* _WORK INSTRUCTION_:
Lines that include the word "Release" should be copied from the listing that follows.

* _DATA_:
##########
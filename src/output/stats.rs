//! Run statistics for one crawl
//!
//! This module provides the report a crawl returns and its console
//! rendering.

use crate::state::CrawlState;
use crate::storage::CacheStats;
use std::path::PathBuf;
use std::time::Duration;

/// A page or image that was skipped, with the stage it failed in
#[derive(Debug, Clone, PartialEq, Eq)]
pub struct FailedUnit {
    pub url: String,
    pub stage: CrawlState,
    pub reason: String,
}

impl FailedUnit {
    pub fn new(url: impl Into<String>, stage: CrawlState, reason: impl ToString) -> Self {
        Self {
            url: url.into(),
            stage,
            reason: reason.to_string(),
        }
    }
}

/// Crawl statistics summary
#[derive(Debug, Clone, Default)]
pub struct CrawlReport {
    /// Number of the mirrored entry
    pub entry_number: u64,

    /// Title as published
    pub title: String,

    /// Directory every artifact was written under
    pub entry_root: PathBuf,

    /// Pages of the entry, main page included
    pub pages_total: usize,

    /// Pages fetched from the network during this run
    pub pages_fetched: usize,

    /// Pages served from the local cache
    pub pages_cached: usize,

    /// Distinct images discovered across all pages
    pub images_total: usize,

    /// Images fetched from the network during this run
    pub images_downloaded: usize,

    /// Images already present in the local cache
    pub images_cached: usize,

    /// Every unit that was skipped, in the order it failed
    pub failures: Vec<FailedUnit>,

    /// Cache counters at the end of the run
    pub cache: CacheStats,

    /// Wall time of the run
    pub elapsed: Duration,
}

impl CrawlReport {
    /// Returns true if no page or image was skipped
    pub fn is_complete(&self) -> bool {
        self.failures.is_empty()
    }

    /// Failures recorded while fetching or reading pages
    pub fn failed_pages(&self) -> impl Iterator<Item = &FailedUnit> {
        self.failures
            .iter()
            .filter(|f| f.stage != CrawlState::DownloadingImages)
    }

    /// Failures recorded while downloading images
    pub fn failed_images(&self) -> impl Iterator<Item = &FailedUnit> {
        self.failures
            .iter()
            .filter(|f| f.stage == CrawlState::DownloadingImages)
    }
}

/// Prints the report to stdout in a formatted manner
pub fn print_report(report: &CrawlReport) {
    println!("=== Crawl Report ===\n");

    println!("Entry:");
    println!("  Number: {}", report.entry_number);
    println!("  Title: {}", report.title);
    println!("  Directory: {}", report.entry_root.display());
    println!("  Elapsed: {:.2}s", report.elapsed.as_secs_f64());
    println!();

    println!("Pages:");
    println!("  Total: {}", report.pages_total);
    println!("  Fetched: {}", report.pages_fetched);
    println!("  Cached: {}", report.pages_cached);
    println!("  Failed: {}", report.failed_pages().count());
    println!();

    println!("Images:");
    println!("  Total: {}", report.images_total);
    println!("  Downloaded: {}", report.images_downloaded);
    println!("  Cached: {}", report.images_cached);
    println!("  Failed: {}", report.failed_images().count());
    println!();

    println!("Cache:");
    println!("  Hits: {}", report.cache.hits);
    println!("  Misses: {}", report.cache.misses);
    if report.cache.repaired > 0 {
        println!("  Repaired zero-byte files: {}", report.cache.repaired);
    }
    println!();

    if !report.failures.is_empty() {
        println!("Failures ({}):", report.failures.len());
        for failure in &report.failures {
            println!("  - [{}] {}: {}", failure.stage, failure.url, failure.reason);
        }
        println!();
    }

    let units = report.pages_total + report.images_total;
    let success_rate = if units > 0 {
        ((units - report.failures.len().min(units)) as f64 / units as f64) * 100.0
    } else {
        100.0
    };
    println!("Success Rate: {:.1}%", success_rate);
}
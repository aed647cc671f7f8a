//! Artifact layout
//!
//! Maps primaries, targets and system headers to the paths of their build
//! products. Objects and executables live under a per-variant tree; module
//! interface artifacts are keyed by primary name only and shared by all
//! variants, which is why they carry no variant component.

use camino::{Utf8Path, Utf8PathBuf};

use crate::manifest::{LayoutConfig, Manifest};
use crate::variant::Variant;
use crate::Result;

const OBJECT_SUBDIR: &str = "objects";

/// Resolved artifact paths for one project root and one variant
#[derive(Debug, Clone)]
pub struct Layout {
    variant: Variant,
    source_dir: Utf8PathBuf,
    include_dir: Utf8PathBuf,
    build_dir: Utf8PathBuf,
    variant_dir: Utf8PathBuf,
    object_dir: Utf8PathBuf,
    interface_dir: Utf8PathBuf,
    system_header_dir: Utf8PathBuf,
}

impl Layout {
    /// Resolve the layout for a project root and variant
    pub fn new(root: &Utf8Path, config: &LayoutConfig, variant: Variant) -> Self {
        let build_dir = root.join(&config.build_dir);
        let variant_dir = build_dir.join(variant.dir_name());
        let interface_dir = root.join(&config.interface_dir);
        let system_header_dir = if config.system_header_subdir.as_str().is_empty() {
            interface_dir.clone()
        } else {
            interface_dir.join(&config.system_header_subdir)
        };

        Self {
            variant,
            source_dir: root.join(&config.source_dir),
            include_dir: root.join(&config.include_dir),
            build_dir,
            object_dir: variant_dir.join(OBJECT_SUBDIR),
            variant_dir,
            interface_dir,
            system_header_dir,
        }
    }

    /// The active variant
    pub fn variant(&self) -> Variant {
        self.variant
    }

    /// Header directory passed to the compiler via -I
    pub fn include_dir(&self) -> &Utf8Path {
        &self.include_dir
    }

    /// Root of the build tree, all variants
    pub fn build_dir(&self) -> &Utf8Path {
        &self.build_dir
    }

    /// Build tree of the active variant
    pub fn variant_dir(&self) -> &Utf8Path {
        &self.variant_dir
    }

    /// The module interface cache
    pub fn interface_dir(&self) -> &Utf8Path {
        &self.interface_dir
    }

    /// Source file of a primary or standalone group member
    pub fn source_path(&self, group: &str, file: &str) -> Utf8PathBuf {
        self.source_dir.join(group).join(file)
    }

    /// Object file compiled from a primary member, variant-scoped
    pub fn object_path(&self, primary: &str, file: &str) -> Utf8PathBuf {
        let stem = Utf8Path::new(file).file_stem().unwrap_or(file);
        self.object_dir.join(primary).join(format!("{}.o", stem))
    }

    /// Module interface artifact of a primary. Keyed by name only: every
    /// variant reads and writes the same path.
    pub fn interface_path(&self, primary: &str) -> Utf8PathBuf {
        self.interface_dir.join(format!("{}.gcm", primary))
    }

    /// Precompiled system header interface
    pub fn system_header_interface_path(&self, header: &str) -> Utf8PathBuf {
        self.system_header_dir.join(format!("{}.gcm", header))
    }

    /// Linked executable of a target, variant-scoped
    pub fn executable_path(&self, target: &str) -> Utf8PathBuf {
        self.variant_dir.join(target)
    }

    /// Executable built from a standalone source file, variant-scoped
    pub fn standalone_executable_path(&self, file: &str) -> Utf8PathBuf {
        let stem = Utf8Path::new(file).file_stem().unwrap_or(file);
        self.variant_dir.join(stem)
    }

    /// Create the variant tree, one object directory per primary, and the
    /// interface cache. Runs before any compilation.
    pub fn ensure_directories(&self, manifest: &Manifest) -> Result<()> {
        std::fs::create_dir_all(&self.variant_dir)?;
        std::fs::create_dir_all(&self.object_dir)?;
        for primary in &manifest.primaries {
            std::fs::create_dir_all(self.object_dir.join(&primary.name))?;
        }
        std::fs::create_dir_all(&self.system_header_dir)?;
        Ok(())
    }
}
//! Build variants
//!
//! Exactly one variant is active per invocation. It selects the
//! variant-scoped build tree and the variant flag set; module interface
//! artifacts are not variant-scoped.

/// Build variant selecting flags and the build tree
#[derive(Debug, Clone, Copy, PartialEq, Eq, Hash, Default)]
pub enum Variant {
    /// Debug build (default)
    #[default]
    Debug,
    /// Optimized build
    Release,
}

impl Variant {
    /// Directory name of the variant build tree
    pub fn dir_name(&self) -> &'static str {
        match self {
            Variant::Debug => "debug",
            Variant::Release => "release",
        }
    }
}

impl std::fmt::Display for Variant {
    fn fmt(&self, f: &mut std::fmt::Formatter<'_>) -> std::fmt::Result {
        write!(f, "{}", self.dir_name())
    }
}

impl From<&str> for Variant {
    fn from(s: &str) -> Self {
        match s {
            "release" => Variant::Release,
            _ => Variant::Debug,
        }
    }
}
##########
* _RESULT OF THE EXERCISE_:
    Release,
            Variant::Release => "release",
            "release" => Variant::Release,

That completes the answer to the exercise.